* _THE TASK_
Go through the entries below and copy each line that holds the word "contains".

* _RECORD EXTRACTS_
══════

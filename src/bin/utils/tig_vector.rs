// Peregrine Assembler and SHIMMER Genome Assembly Toolkit
// 2019, 2020, 2021- (c) by Jason, Chen-Shan, Chin
//
// This Source Code Form is subject to the terms of the
// Creative Commons Attribution-NonCommercial-ShareAlike 4.0 International License.
//
// You should have received a copy of the license along with this
// work. If not, see <http://creativecommons.org/licenses/by-nc-sa/4.0/>.

#![allow(dead_code)]

//
// the collection of unitigs and the read -> (unitig, path index) map
//

use super::unitig::{PlacedRead, Unitig};

#[derive(Debug, Clone)]
pub struct TigVector {
    // slot 0 is never used so a unitig id of 0 can mean "not placed"
    pub(super) tigs: Vec<Option<Unitig>>,
    read_tig: Vec<u32>,
    read_idx: Vec<u32>,
}

impl TigVector {
    pub fn new(num_reads: u32) -> Self {
        let n = num_reads as usize + 1;
        TigVector {
            tigs: vec![None],
            read_tig: vec![0; n],
            read_idx: vec![0; n],
        }
    }

    /// number of slots, including the empty slot 0 and deleted unitigs
    pub fn size(&self) -> usize {
        self.tigs.len()
    }

    pub fn num_reads(&self) -> u32 {
        (self.read_tig.len() - 1) as u32
    }

    pub fn next_id(&self) -> u32 {
        self.tigs.len() as u32
    }

    pub fn get(&self, ti: u32) -> Option<&Unitig> {
        self.tigs.get(ti as usize).and_then(|t| t.as_ref())
    }

    pub fn get_mut(&mut self, ti: u32) -> Option<&mut Unitig> {
        self.tigs.get_mut(ti as usize).and_then(|t| t.as_mut())
    }

    pub fn iter(&self) -> impl Iterator<Item = &Unitig> {
        self.tigs.iter().filter_map(|t| t.as_ref())
    }

    pub fn num_unitigs(&self) -> usize {
        self.iter().count()
    }

    /// unitig id holding the read, 0 if the read is not placed
    pub fn in_unitig(&self, rid: u32) -> u32 {
        *self.read_tig.get(rid as usize).unwrap_or(&0)
    }

    /// position of the read in its unitig path; only meaningful if placed
    pub fn ufpath_idx(&self, rid: u32) -> u32 {
        *self.read_idx.get(rid as usize).unwrap_or(&0)
    }

    fn register_read(&mut self, rid: u32, ti: u32, idx: u32) {
        let rid = rid as usize;
        if rid >= self.read_tig.len() {
            self.read_tig.resize(rid + 1, 0);
            self.read_idx.resize(rid + 1, 0);
        }
        self.read_tig[rid] = ti;
        self.read_idx[rid] = idx;
    }

    fn unregister_read(&mut self, rid: u32) {
        if let Some(t) = self.read_tig.get_mut(rid as usize) {
            *t = 0;
            self.read_idx[rid as usize] = 0;
        }
    }

    /// Add a fully built path as a new unitig and index its reads.
    pub fn new_unitig(&mut self, path: Vec<PlacedRead>) -> u32 {
        let ti = self.next_id();
        for (idx, r) in path.iter().enumerate() {
            self.register_read(r.ident, ti, idx as u32);
        }
        self.tigs.push(Some(Unitig::new(ti, path)));
        ti
    }

    pub fn delete_unitig(&mut self, ti: u32) {
        if let Some(tig) = self.tigs.get_mut(ti as usize).and_then(|t| t.take()) {
            for r in tig.path.iter() {
                self.unregister_read(r.ident);
            }
        }
    }

    /// `Unitig::clean_up` plus re-indexing of the reordered path
    pub fn clean_up(&mut self, ti: u32) {
        let read_idx = &mut self.read_idx;
        if let Some(tig) = self.tigs.get_mut(ti as usize).and_then(|t| t.as_mut()) {
            tig.clean_up();
            for (idx, r) in tig.path.iter().enumerate() {
                read_idx[r.ident as usize] = idx as u32;
            }
        }
    }
}
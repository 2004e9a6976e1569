// Peregrine Assembler and SHIMMER Genome Assembly Toolkit
// 2019, 2020, 2021- (c) by Jason, Chen-Shan, Chin
//
// This Source Code Form is subject to the terms of the
// Creative Commons Attribution-NonCommercial-ShareAlike 4.0 International License.
//
// You should have received a copy of the license along with this
// work. If not, see <http://creativecommons.org/licenses/by-nc-sa/4.0/>.

#![allow(dead_code)]

//
// the best overlap graph: one best edge for each read end, plus the read
// classification (contained / zombie / suspicious) computed upstream
//

// read flag bit field
// 0x01: the read is contained
// 0x02: the read is a zombie, contained but its container is not trusted
// 0x04: the read is suspicious, likely a chimer
pub const READ_CONTAINED: u8 = 0x01;
pub const READ_ZOMBIE: u8 = 0x02;
pub const READ_SUSPICIOUS: u8 = 0x04;

#[derive(Debug, Copy, Clone, PartialEq, Default)]
pub struct BestEdge {
    // read_id == 0 means there is no edge
    pub read_id: u32,
    // the end of `read_id` that the edge touches
    pub read3p: bool,
    pub a_hang: i32,
    pub b_hang: i32,
    pub score: f64,
}

impl BestEdge {
    pub fn new(read_id: u32, read3p: bool, a_hang: i32, b_hang: i32, score: f64) -> Self {
        BestEdge {
            read_id,
            read3p,
            a_hang,
            b_hang,
            score,
        }
    }

    pub fn is_null(&self) -> bool {
        self.read_id == 0
    }

    /// Turn an edge that points from (`last_id`, `last3p`) to `self.read_id`
    /// around so it points from `self.read_id` back to `last_id`.
    ///
    /// When both ends agree (both 3' or both 5') the two reads are in
    /// opposite orientations, and the hangs swap roles; otherwise they only
    /// change sign.
    pub fn reversed(&self, last_id: u32, last3p: bool) -> BestEdge {
        if last3p == self.read3p {
            BestEdge::new(last_id, last3p, self.b_hang, self.a_hang, self.score)
        } else {
            BestEdge::new(last_id, last3p, -self.a_hang, -self.b_hang, self.score)
        }
    }

    /// dovetail sign constraint for the edge off the given end
    pub fn is_dovetail(&self, three_prime: bool) -> bool {
        if three_prime {
            self.a_hang >= 0 && self.b_hang >= 0
        } else {
            self.a_hang <= 0 && self.b_hang <= 0
        }
    }
}

#[derive(Debug, Clone, Default)]
pub struct BestOverlapGraph {
    // indexed by 2 * read_id + (0 for the 5' end, 1 for the 3' end)
    best_edges: Vec<BestEdge>,
    flags: Vec<u8>,
}

fn end_index(rid: u32, three_prime: bool) -> usize {
    2 * rid as usize + if three_prime { 1 } else { 0 }
}

impl BestOverlapGraph {
    pub fn new(num_reads: u32) -> Self {
        let n = num_reads as usize + 1;
        BestOverlapGraph {
            best_edges: vec![BestEdge::default(); 2 * n],
            flags: vec![0; n],
        }
    }

    fn ensure(&mut self, rid: u32) {
        let n = rid as usize + 1;
        if self.flags.len() < n {
            self.flags.resize(n, 0);
            self.best_edges.resize(2 * n, BestEdge::default());
        }
    }

    pub fn set_best_edge(&mut self, rid: u32, three_prime: bool, edge: BestEdge) {
        self.ensure(rid);
        self.best_edges[end_index(rid, three_prime)] = edge;
    }

    pub fn best_edge(&self, rid: u32, three_prime: bool) -> Option<BestEdge> {
        match self.best_edges.get(end_index(rid, three_prime)) {
            Some(e) if !e.is_null() => Some(*e),
            _ => None,
        }
    }

    pub fn set_flag(&mut self, rid: u32, flag: u8) {
        self.ensure(rid);
        self.flags[rid as usize] |= flag;
    }

    fn has_flag(&self, rid: u32, flag: u8) -> bool {
        self.flags
            .get(rid as usize)
            .map(|f| f & flag == flag)
            .unwrap_or(false)
    }

    pub fn is_contained(&self, rid: u32) -> bool {
        self.has_flag(rid, READ_CONTAINED)
    }

    pub fn is_zombie(&self, rid: u32) -> bool {
        self.has_flag(rid, READ_ZOMBIE)
    }

    pub fn is_suspicious(&self, rid: u32) -> bool {
        self.has_flag(rid, READ_SUSPICIOUS)
    }
}
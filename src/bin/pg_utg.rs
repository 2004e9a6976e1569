// Peregrine Assembler and SHIMMER Genome Assembly Toolkit
// 2019, 2020, 2021- (c) by Jason, Chen-Shan, Chin
//
// This Source Code Form is subject to the terms of the
// Creative Commons Attribution-NonCommercial-ShareAlike 4.0 International License.
//
// You should have received a copy of the license along with this
// work. If not, see <http://creativecommons.org/licenses/by-nc-sa/4.0/>.

const VERSION_STRING: &'static str = env!("VERSION_STRING");

#[global_allocator]
static GLOBAL: mimalloc::MiMalloc = mimalloc::MiMalloc;

use clap::{clap_app, value_t};
mod utils;
use simple_logger::SimpleLogger;
use sysinfo::SystemExt;
use utils::error::LayoutError;
use utils::layout_io::{load_layout_input, log_unitig_summary, write_layout_file};
use utils::populate::build_unitigs;
use utils::tig_vector::TigVector;
use utils::{log_resource, rusage, MaybeUninit, Parameters};

// the per-read placement lines are debug lines, so --verbose implies DEBUG
fn log_level(log: Option<&str>, verbose: bool) -> log::LevelFilter {
    match log.unwrap_or("INFO") {
        "DEBUG" => log::LevelFilter::Debug,
        _ if verbose => log::LevelFilter::Debug,
        _ => log::LevelFilter::Info,
    }
}

fn main() -> Result<(), LayoutError> {
    let mut rdata: rusage = unsafe { MaybeUninit::zeroed().assume_init() };

    let matches = clap_app!(pg_utg =>
        (version: VERSION_STRING)
        (author: "Jason Chin <jason@omnibio.ai>")
        (about: "
Peregrine-2021 genome assembler,
pg_utg: build unitigs from the best overlap graph and refine the read positions
LICENSE: http://creativecommons.org/licenses/by-nc-sa/4.0/")
        (@arg INPUT_PREFIX: +required "Prefix of the read / best edge / overlap files (plain or gz)")
        (@arg output_file: --output +required +takes_value "Path to the output layout file")
        (@arg NTHREADS: +takes_value "Number of threads")
        (@arg max_iter: --max_iter +takes_value "Maximum position refinement rounds [default: 5]")
        (@arg verbose: --verbose "log per-read placement details (turns on DEBUG logging)")
        (@arg no_optimize: --no_optimize "skip the position refinement")
        (@arg log: --log +takes_value "log level: DBBUG or INFO (default)")
    ).get_matches();

    let log_level = log_level(matches.value_of("log"), matches.is_present("verbose"));

    SimpleLogger::new()
        .with_level(log_level)
        .with_utc_timestamps()
        .init()
        .unwrap_or_else(|e| eprintln!("logger is already set: {}", e));

    let input_prefix = matches.value_of("INPUT_PREFIX").unwrap_or_default().to_string();
    let output_file = matches.value_of("output_file").unwrap_or_default().to_string();

    let mut parameters = Parameters::default();
    parameters.nthreads = if matches.is_present("NTHREADS") {
        value_t!(matches, "NTHREADS", u32).unwrap_or_else(|e| e.exit())
    } else {
        num_cpus::get_physical() as u32
    };
    if matches.is_present("max_iter") {
        parameters.max_iterations = value_t!(matches, "max_iter", u32).unwrap_or_else(|e| e.exit());
    }
    parameters.verbose = matches.is_present("verbose");
    let no_optimize = matches.is_present("no_optimize");

    log::info!("pg_utg: version: {}", VERSION_STRING);
    log::info!("pg_utg: input_prefix: {}", input_prefix);
    log::info!("pg_utg: output: {}", output_file);
    log::info!("pg_utg: nthreads: {}", parameters.nthreads);
    log::info!("pg_utg: max_iterations: {}", parameters.max_iterations);

    if let Err(e) = rayon::ThreadPoolBuilder::new()
        .num_threads(parameters.nthreads as usize)
        .build_global()
    {
        log::warn!("pg_utg: can not set up the thread pool: {}", e);
    }

    let system = sysinfo::System::new_all();
    log::info!(
        "pg_utg: total memory: {}kb, used memory: {}kb",
        system.total_memory(),
        system.used_memory()
    );

    log_resource("BGN: loading layout input", &mut rdata);
    let input = load_layout_input(&input_prefix)?;
    log_resource("END: loading layout input", &mut rdata);

    log_resource("BGN: building unitigs", &mut rdata);
    let mut tigs = TigVector::new(input.ri.num_reads());
    build_unitigs(&mut tigs, &input.ri, &input.og, true)?;
    log_resource("END: building unitigs", &mut rdata);

    if no_optimize {
        log::info!("pg_utg: position refinement disabled");
    } else {
        log_resource("BGN: optimizing positions", &mut rdata);
        let summary = tigs.optimize_positions(&input.ri, &input.oc, &parameters, "pg_utg");
        log::info!(
            "pg_utg: position refinement ran {} round(s), {} reads converged, {} changed",
            summary.iterations,
            summary.converged,
            summary.changed
        );
        log_resource("END: optimizing positions", &mut rdata);
    }

    write_layout_file(&tigs, &output_file)?;
    log_unitig_summary(&tigs);
    log_resource("END: pg_utg", &mut rdata);
    Ok(())
}
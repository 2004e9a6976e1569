// Peregrine Assembler and SHIMMER Genome Assembly Toolkit
// 2019, 2020, 2021- (c) by Jason, Chen-Shan, Chin
//
// This Source Code Form is subject to the terms of the
// Creative Commons Attribution-NonCommercial-ShareAlike 4.0 International License.
//
// You should have received a copy of the license along with this
// work. If not, see <http://creativecommons.org/licenses/by-nc-sa/4.0/>.

#![allow(dead_code)]

///
/// Build the initial unitigs by walking the best overlap graph out of a
/// seed read, first off its 5' end, then (after flipping the partial path)
/// off its 3' end.
///

use rustc_hash::FxHashSet;

use super::best_overlap::{BestEdge, BestOverlapGraph};
use super::error::{LayoutError, LayoutResult};
use super::read_info::ReadInfo;
use super::speed_counter::SpeedCounter;
use super::tig_vector::TigVector;
use super::unitig::{place_read, reverse_complement_path, PlacedRead, Position};

fn end_char(three_prime: bool) -> char {
    if three_prime {
        '3'
    } else {
        '5'
    }
}

/// A path under construction. Nothing is registered in the `TigVector`
/// until the walk is done.
pub struct UnitigBuilder {
    id: u32,
    path: Vec<PlacedRead>,
    members: FxHashSet<u32>,
}

impl UnitigBuilder {
    pub fn new(id: u32, seed: PlacedRead) -> Self {
        let mut members = FxHashSet::<u32>::default();
        members.insert(seed.ident);
        UnitigBuilder {
            id,
            path: vec![seed],
            members,
        }
    }

    pub fn path(&self) -> &[PlacedRead] {
        &self.path
    }

    fn is_placed(&self, tigs: &TigVector, rid: u32) -> bool {
        self.members.contains(&rid) || tigs.in_unitig(rid) != 0
    }

    /// Walk off the last read of the path, starting with `next`, appending
    /// reads until there is no edge or the next read is already placed.
    /// Returns the number of reads added.
    pub fn extend(
        &mut self,
        tigs: &TigVector,
        og: &BestOverlapGraph,
        next: BestEdge,
    ) -> LayoutResult<u32> {
        let mut last = match self.path.last() {
            Some(r) => *r,
            None => return Err(LayoutError::invariant("extending an empty unitig path")),
        };
        let mut last3p = last.position.is_forward();
        let mut next = Some(next).filter(|e| !e.is_null());
        let mut n_added = 0_u32;

        while let Some(edge) = next {
            if self.is_placed(tigs, edge.read_id) {
                break;
            }
            // points from the read to add back to the last read of the path
            let prev = edge.reversed(last.ident, last3p);
            let read = match place_read(&last, edge.read_id, edge.read3p, &prev) {
                Some(r) => r,
                None => {
                    log::error!(
                        "populate_unitig: failed to place read {} off read {} in unitig {}",
                        edge.read_id,
                        last.ident,
                        self.id
                    );
                    return Err(LayoutError::invariant(format!(
                        "read {} can not be placed off read {}/{}' in unitig {}",
                        edge.read_id,
                        last.ident,
                        end_char(last3p),
                        self.id
                    )));
                }
            };
            self.path.push(read);
            self.members.insert(read.ident);
            n_added += 1;

            last = read;
            last3p = read.position.is_forward();
            next = og.best_edge(last.ident, last3p);
        }

        match next {
            None => log::debug!(
                "populate_unitig: stopped at read {}/{}' in unitig {}, no next best edge, added {} reads",
                last.ident,
                end_char(last3p),
                self.id,
                n_added
            ),
            Some(e) => log::debug!(
                "populate_unitig: stopped at read {}/{}' in unitig {}, next best read {}/{}' is in unitig {}, added {} reads",
                last.ident,
                end_char(last3p),
                self.id,
                e.read_id,
                end_char(e.read3p),
                if self.members.contains(&e.read_id) { self.id } else { tigs.in_unitig(e.read_id) },
                n_added
            ),
        }
        Ok(n_added)
    }

    /// flip the partial path so the walk can continue off the other end
    pub fn reverse_complement(self) -> Self {
        UnitigBuilder {
            id: self.id,
            path: reverse_complement_path(self.path),
            members: self.members,
        }
    }

    pub fn into_path(self) -> Vec<PlacedRead> {
        self.path
    }
}

fn check_dovetail(fi: u32, edge: &Option<BestEdge>, three_prime: bool) -> LayoutResult<()> {
    match edge {
        Some(e) if !e.is_dovetail(three_prime) => Err(LayoutError::invariant(format!(
            "best edge off {}' of read {} to read {} is not a dovetail (hangs {} {})",
            end_char(three_prime),
            fi,
            e.read_id,
            e.a_hang,
            e.b_hang
        ))),
        _ => Ok(()),
    }
}

/// Build one unitig seeded from read `fi`. Deleted, already placed and
/// contained (but not zombie) reads are skipped.
pub fn populate_unitig(
    tigs: &mut TigVector,
    ri: &ReadInfo,
    og: &BestOverlapGraph,
    fi: u32,
) -> LayoutResult<()> {
    let read_len = ri.read_length(fi);
    if read_len == 0 || tigs.in_unitig(fi) != 0 {
        return Ok(());
    }
    if og.is_contained(fi) && !og.is_zombie(fi) {
        return Ok(());
    }

    let id = tigs.next_id();

    // the seed goes in reversed: we walk off its 5' end, flip, then walk off its 3' end
    let seed = PlacedRead::new(fi, Position::new(read_len as i32, 0));
    let mut builder = UnitigBuilder::new(id, seed);

    if og.is_suspicious(fi) {
        log::debug!(
            "populate_unitig: stop unitig construction at suspicious read {} in unitig {}",
            fi,
            id
        );
        tigs.new_unitig(builder.into_path());
        return Ok(());
    }

    if og.is_zombie(fi) {
        log::debug!(
            "populate_unitig: stop unitig construction at zombie read {} in unitig {}",
            fi,
            id
        );
        tigs.new_unitig(builder.into_path());
        return Ok(());
    }

    let edge5 = og.best_edge(fi, false);
    let edge3 = og.best_edge(fi, true);
    check_dovetail(fi, &edge5, false)?;
    check_dovetail(fi, &edge3, true)?;

    log::debug!("populate_unitig: adding 5' edges off read {} in unitig {}", fi, id);
    if let Some(e) = edge5 {
        builder.extend(tigs, og, e)?;
    }

    let mut builder = builder.reverse_complement();

    log::debug!("populate_unitig: adding 3' edges off read {} in unitig {}", fi, id);
    if let Some(e) = edge3 {
        builder.extend(tigs, og, e)?;
    }

    // A final flip here is left out on purpose: flipping the finished path
    // has been seen to make the assembly worse.

    tigs.new_unitig(builder.into_path());
    Ok(())
}

/// Seed a unitig from every read, in read id order.
pub fn build_unitigs(
    tigs: &mut TigVector,
    ri: &ReadInfo,
    og: &BestOverlapGraph,
    show_progress: bool,
) -> LayoutResult<usize> {
    let mut counter = SpeedCounter::new("build_unitigs: seeds processed", 1.0, 1 << 16, show_progress);
    let n_before = tigs.num_unitigs();
    for fi in 1..=ri.num_reads() {
        populate_unitig(tigs, ri, og, fi)?;
        counter.tick();
    }
    counter.finish();
    let n_built = tigs.num_unitigs() - n_before;
    log::info!(
        "build_unitigs: {} unitigs built from {} reads",
        n_built,
        ri.num_reads()
    );
    Ok(n_built)
}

══════

* _TASK RESPONSE_
        self.members.contains(&rid) || tigs.in_unitig(rid) != 0
                if self.members.contains(&e.read_id) { self.id } else { tigs.in_unitig(e.read_id) },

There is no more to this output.